Doping in the 90's, according to Belgian TV

By Susan Westemeyer

A Belgian TV program Panorama claimed on Sunday night that former professional cyclist Uwe Ampler introduced EPO to Team Telekom in the early 1990s, against the will of team manager Walter Godefroot. Bjarne Riis allegedly made use of that and other doping products when he won the Tour de France in 1996, according to former soigneur Jef D'hondt.

According to D'hondt, he was at Telekom when Ampler, who rode for the team, starting using EPO. His good racing results encouraged the other riders to try it. "It was the riders themselves who asked for the EPO," D'hondt said, according to Sporza. "Our doctors at the University of Freiburg supplied them."

D'hondt specifically named two further Telekom riders. He claimed that Riis had a particularly high hematocrit, caused by the use of EPO. During the Tour de France 1996, which the Dane won, "Riis had a hematocrit of 64 at one time during the Tour," according to D'hondt, who further claimed that the now-CSC manager developed rheumatism because of his use of doping products.

The other Telekom rider named was Erik Zabel, who the Belgian said "did not participate" in the use of the doping substance. "Our sprinter Erik Zabel did not do it. He tried a small amount, but he was categorically against it. He said that he did not need it."

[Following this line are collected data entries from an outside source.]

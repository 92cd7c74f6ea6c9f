//! Whole-buffer packet extraction.
//!
//! [`unpack_buffer`] walks a buffer for every valid frame it holds, skipping
//! noise one byte at a time. [`PacketBuffer`] keeps the unconsumed tail
//! between ingestion rounds.

use bytes::{Buf, BytesMut};
use tracing::{debug, trace};

use crate::codec::{decode_frame, Packet, FRAME_OVERHEAD, MAX_FRAME_SIZE};
use crate::error::{FrameError, Result};

/// Packets recovered from one pass over a buffer.
#[derive(Debug, Clone, Default, PartialEq, Eq)]
pub struct PacketBatch {
    /// Decoded packets in stream order.
    pub packets: Vec<Packet>,
    /// Offset of the first byte that still has to be kept.
    pub consumed: usize,
}

pub(crate) enum Scan {
    Found { packet: Packet, start: usize },
    Pending { resume: usize },
}

/// Find the first complete frame at or after `offset`.
///
/// A header-valid candidate that runs past the end of `src` does not stop
/// the scan: a later complete frame refutes it. `Pending` is returned when
/// nothing decodes; `resume` is then the earliest such candidate, or the
/// start of the final bytes too short to hold a frame.
pub(crate) fn scan(src: &[u8], mut offset: usize) -> Scan {
    let mut pending: Option<usize> = None;
    while src.len().saturating_sub(offset) >= FRAME_OVERHEAD {
        match decode_frame(&src[offset..]) {
            Ok(packet) => {
                if let Some(candidate) = pending {
                    debug!(candidate, start = offset, "frame refutes incomplete candidate");
                }
                return Scan::Found {
                    packet,
                    start: offset,
                };
            }
            Err(FrameError::Truncated { needed, available }) => {
                trace!(offset, needed, available, "incomplete frame candidate");
                pending.get_or_insert(offset);
                offset += 1;
            }
            Err(_) => offset += 1,
        }
    }
    Scan::Pending {
        resume: pending.unwrap_or(offset),
    }
}

/// Decode every frame in `src`.
///
/// Bytes that cannot start a frame are skipped and count as consumed. A
/// header-valid frame that runs past the end of `src`, and any final
/// bytes too short to hold a frame, are left unconsumed unless a later
/// complete frame is found.
pub fn unpack_buffer(src: &[u8]) -> PacketBatch {
    let mut batch = PacketBatch::default();
    let mut offset = 0usize;

    loop {
        match scan(src, offset) {
            Scan::Found { packet, start } => {
                if start > offset {
                    debug!(skipped = start - offset, "skipped noise before frame");
                }
                offset = start + packet.wire_size();
                batch.packets.push(packet);
            }
            Scan::Pending { resume } => {
                batch.consumed = resume;
                return batch;
            }
        }
    }
}

/// Accumulating receive buffer for chunked input.
///
/// Chunks are appended with [`PacketBuffer::extend`]; [`PacketBuffer::read_packets`]
/// extracts all complete frames and compacts the buffer so only the
/// unconsumed tail remains.
#[derive(Debug)]
pub struct PacketBuffer {
    buf: BytesMut,
    capacity: usize,
}

impl PacketBuffer {
    /// Create a buffer holding up to `capacity` bytes (at least one maximal frame).
    pub fn new(capacity: usize) -> Self {
        let capacity = capacity.max(MAX_FRAME_SIZE);
        Self {
            buf: BytesMut::with_capacity(capacity),
            capacity,
        }
    }

    pub fn capacity(&self) -> usize {
        self.capacity
    }

    /// Bytes currently buffered.
    pub fn len(&self) -> usize {
        self.buf.len()
    }

    pub fn is_empty(&self) -> bool {
        self.buf.is_empty()
    }

    /// Room left before [`PacketBuffer::extend`] fails.
    pub fn spare_capacity(&self) -> usize {
        self.capacity - self.buf.len()
    }

    /// The buffered bytes.
    pub fn as_bytes(&self) -> &[u8] {
        &self.buf
    }

    /// Append a chunk. Fails without buffering anything if it does not fit.
    pub fn extend(&mut self, chunk: &[u8]) -> Result<()> {
        if chunk.len() > self.spare_capacity() {
            return Err(FrameError::BufferOverflow {
                needed: chunk.len(),
                spare: self.spare_capacity(),
            });
        }
        self.buf.extend_from_slice(chunk);
        Ok(())
    }

    /// Extract all complete packets and drop the bytes they used.
    pub fn read_packets(&mut self) -> Vec<Packet> {
        let batch = unpack_buffer(&self.buf);
        self.buf.advance(batch.consumed);
        batch.packets
    }

    /// Discard everything buffered.
    pub fn clear(&mut self) {
        self.buf.clear();
    }
}

impl Default for PacketBuffer {
    fn default() -> Self {
        Self::new(crate::codec::DEFAULT_BUFFER_CAPACITY)
    }
}

#[cfg(test)]
mod tests {
    use bytes::BufMut;

    use super::*;
    use crate::codec::encode_packet;
    use crate::types::DataType;

    fn frame(param: [u8; 2], ty: DataType, payload: &[u8]) -> Vec<u8> {
        let mut buf = BytesMut::new();
        let count = ty.element_count(payload.len());
        encode_packet(Some(param), ty, count, Some(payload), &mut buf).unwrap();
        buf.to_vec()
    }

    #[test]
    fn unpacks_back_to_back_frames() {
        let mut wire = frame([1, 0], DataType::U8, b"one");
        wire.extend(frame([2, 0], DataType::U16, &[1, 0, 2, 0]));
        wire.extend(frame([3, 0], DataType::R2, b""));

        let batch = unpack_buffer(&wire);
        assert_eq!(batch.packets.len(), 3);
        assert_eq!(batch.consumed, wire.len());
        assert_eq!(batch.packets[0].payload.as_ref(), b"one");
        assert_eq!(batch.packets[1].element_count(), 2);
        assert_eq!(batch.packets[2].param, [3, 0]);
    }

    #[test]
    fn resyncs_through_noise() {
        let first = frame([0x10, 0x20], DataType::U8, &[1, 2, 3]);
        let second = frame([0x30, 0x40], DataType::I32, &[0xFF; 8]);

        let mut wire = b"\x00KS\x13garbage".to_vec();
        wire.extend(&first);
        wire.extend(b"KSK\rnoise!!");
        wire.extend(&second);

        let batch = unpack_buffer(&wire);
        assert_eq!(batch.packets.len(), 2);
        assert_eq!(batch.packets[0].param, [0x10, 0x20]);
        assert_eq!(batch.packets[1].param, [0x30, 0x40]);
        assert_eq!(batch.packets[1].element_count(), 2);
        assert_eq!(batch.consumed, wire.len());
    }

    #[test]
    fn keeps_incomplete_trailing_frame() {
        let first = frame([1, 1], DataType::U8, b"abc");
        let second = frame([2, 2], DataType::U8, b"defgh");

        let mut wire = first.clone();
        wire.extend(&second[..second.len() - 3]);

        let batch = unpack_buffer(&wire);
        assert_eq!(batch.packets.len(), 1);
        assert_eq!(batch.consumed, first.len());
    }

    fn false_header(claimed: u16) -> Vec<u8> {
        let mut header = vec![
            b'K',
            b'S',
            (claimed >> 8) as u8,
            claimed as u8,
            0,
            0,
        ];
        header.push(crate::codec::checksum(&header));
        header
    }

    #[test]
    fn incomplete_candidate_does_not_hide_later_frames() {
        let first = frame([0x0A, 0], DataType::U8, b"a");
        let second = frame([0x0B, 0], DataType::U8, b"b");

        let mut wire = b"xx".to_vec();
        wire.extend(&first);
        wire.push(0x11);
        wire.extend(false_header(200));
        wire.extend(b"zz");
        wire.extend(&second);

        let batch = unpack_buffer(&wire);
        let params: Vec<[u8; 2]> = batch.packets.iter().map(|p| p.param).collect();
        assert_eq!(params, vec![[0x0A, 0], [0x0B, 0]]);
        assert_eq!(batch.consumed, wire.len());
    }

    #[test]
    fn unrefuted_candidate_is_kept() {
        let first = frame([1, 1], DataType::U8, b"abc");

        let mut wire = first.clone();
        wire.extend(false_header(200));
        wire.extend(b"0123456789");

        let batch = unpack_buffer(&wire);
        assert_eq!(batch.packets.len(), 1);
        assert_eq!(batch.consumed, first.len());
    }

    #[test]
    fn keeps_short_tail() {
        let mut wire = frame([1, 1], DataType::U8, b"x");
        wire.extend(b"KS\x00");

        let batch = unpack_buffer(&wire);
        assert_eq!(batch.packets.len(), 1);
        assert_eq!(batch.consumed, wire.len() - 3);
    }

    #[test]
    fn noise_only_buffer_is_consumed_except_tail() {
        let wire = vec![0x55u8; 32];
        let batch = unpack_buffer(&wire);
        assert!(batch.packets.is_empty());
        assert_eq!(batch.consumed, 32 - (FRAME_OVERHEAD - 1));
    }

    #[test]
    fn empty_and_tiny_buffers() {
        assert_eq!(unpack_buffer(&[]), PacketBatch::default());
        let batch = unpack_buffer(b"KS\x00\x00");
        assert!(batch.packets.is_empty());
        assert_eq!(batch.consumed, 0);
    }

    #[test]
    fn packet_buffer_compacts_between_reads() {
        let wire = frame([7, 7], DataType::U32, &[1, 0, 0, 0, 2, 0, 0, 0]);
        let (head, tail) = wire.split_at(5);

        let mut buffer = PacketBuffer::default();
        buffer.extend(b"zz").unwrap();
        buffer.extend(head).unwrap();
        assert!(buffer.read_packets().is_empty());
        assert_eq!(buffer.len(), 7);

        buffer.extend(tail).unwrap();
        let packets = buffer.read_packets();
        assert_eq!(packets.len(), 1);
        assert_eq!(packets[0].param, [7, 7]);
        assert!(buffer.is_empty());
    }

    #[test]
    fn packet_buffer_rejects_overflow() {
        let mut buffer = PacketBuffer::new(0);
        assert_eq!(buffer.capacity(), MAX_FRAME_SIZE);

        let mut filler = BytesMut::new();
        filler.put_bytes(0, MAX_FRAME_SIZE - 1);
        buffer.extend(&filler).unwrap();

        let err = buffer.extend(b"ab").unwrap_err();
        assert!(matches!(
            err,
            FrameError::BufferOverflow {
                needed: 2,
                spare: 1
            }
        ));
        assert_eq!(buffer.len(), MAX_FRAME_SIZE - 1);

        buffer.clear();
        assert_eq!(buffer.spare_capacity(), MAX_FRAME_SIZE);
    }
}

In response, Walter Godefroot, who is now team manager for Team Astana, said, "There was no organised team doping at Team Telekom," according to sporza. However, according to Het Laatste Nieuws, Godefroot confirmed that he had heard of EPO use on the team and communicated that to the UCI. He added that there was no sense browsing in the past. "We have learned enough already," he said. "Let us leave the past behind and concentrate on the future."

Quickstep Manager Patrick Lefevere also appeared on the program, and according to sportwereld, said angrily, "Just what do you want, anyway? Do you want every rider to get down on his knees and confess?"

Another name from the past appeared in the story - Jesus Manzano, who claimed that "there were tricks to get around the doping tests." Manzano said that after he had a severe crash in the 2003 Tour and he was waiting for an ambulance, his team manager whispered to him to keep quiet about his use of doping products.

The program concluded that EPO is no longer in use, at least among Belgian riders. Various doctors stated that such riders as Tom Boonen, Nick Nuyens and Gert Steegmans are not using EPO. Their development to become top riders was reportedly the result of a natural progression, and their blood values have remained constant over the years. Both Nuyens and Steegmans appeared on the show to deny that they had ever used doping products.